问题
Im trying to read CSV file thats on github with Python using pandas> i have looked all over the web, and I tried some solution that I found on this website, but they do not work. What am I doing wrong?
I have tried this:
import pandas as pd
url = 'https://github.com/lukes/ISO-3166-Countries-with-Regional-Codes/blob/master/all/all.csv'
df = pd.read_csv(url,index_col=0)
#df = pd.read_csv(url)
print(df.head(5))
回答1:
You should provide URL to raw content.
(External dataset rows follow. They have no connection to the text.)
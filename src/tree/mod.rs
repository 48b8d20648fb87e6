//! Trees as handles into a forest, with cached leaves and size.
//!
//! A [`Tree`] doesn't own any nodes: those live in a [`Forest`], and the tree only remembers which of them is its root. On top of that, it caches the leaves of the tree in depth-first order and the total number of nodes, and provides structural operations which keep that cache up to date, mostly without rescanning the whole tree.
//!
//! # Example
//! ```rust
//! use bough::{forest::Forest, tree::Tree};
//!
//! let mut forest = Forest::new();
//! let root = forest.add(1);
//! let two = forest.node_mut(root).push_child(2);
//! let three = forest.node_mut(root).push_child(3);
//! forest.node_mut(three).push_child(4);
//!
//! let mut tree = Tree::new(&forest, root);
//! assert_eq!(tree.size(), 4);
//!
//! // Removes 3 together with everything below it
//! let freed = tree.prune(&mut forest, |node| *node.value() == 3);
//! assert_eq!(freed, 2);
//! assert_eq!(tree.leaves(), [two]);
//! ```
//!
//! [`Tree`]: struct.Tree.html " "
//! [`Forest`]: ../forest/struct.Forest.html " "

mod branch;

pub use branch::Branch;

use core::mem;
use hashbrown::{HashMap, HashSet};
use crate::{
    forest::{Forest, NodeId, NodeRef},
    traversal::algorithms,
    util::{Stack, invariant_violation},
    TreeError,
    TreeResult,
};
Try using this:
import pandas as pd
url = 'https://raw.githubusercontent.com/lukes/ISO-3166-Countries-with-Regional-Codes/master/all/all.csv'
df = pd.read_csv(url, index_col=0)
print(df.head(5))
Output:
alpha-2 ... intermediate-region-code
name ...
Afghanistan AF ... NaN
Åland Islands AX ... NaN
Albania AL ... NaN
Algeria DZ ... NaN
American Samoa AS ... NaN
回答2:
Add ?raw=true at the end of the GitHub URL to get the raw file link.
In your case,
import pandas as pd
url = 'https://github.com/lukes/ISO-3166-Countries-with-Regional-Codes/blob/master/all/all.csv?raw=true'
df = pd.read_csv(url,index_col=0)
#df = pd.read_csv(url)
print(df.head(5))
Note: This works only with GitHub links and not with GitLab or Bitbucket links.
回答3:
I recommend to either use pandas as you tried to and others here have explained, or depending on the application, the python csv-handler CommaSeperatedPython, which is a minimalistic wrapper for the native csv-library.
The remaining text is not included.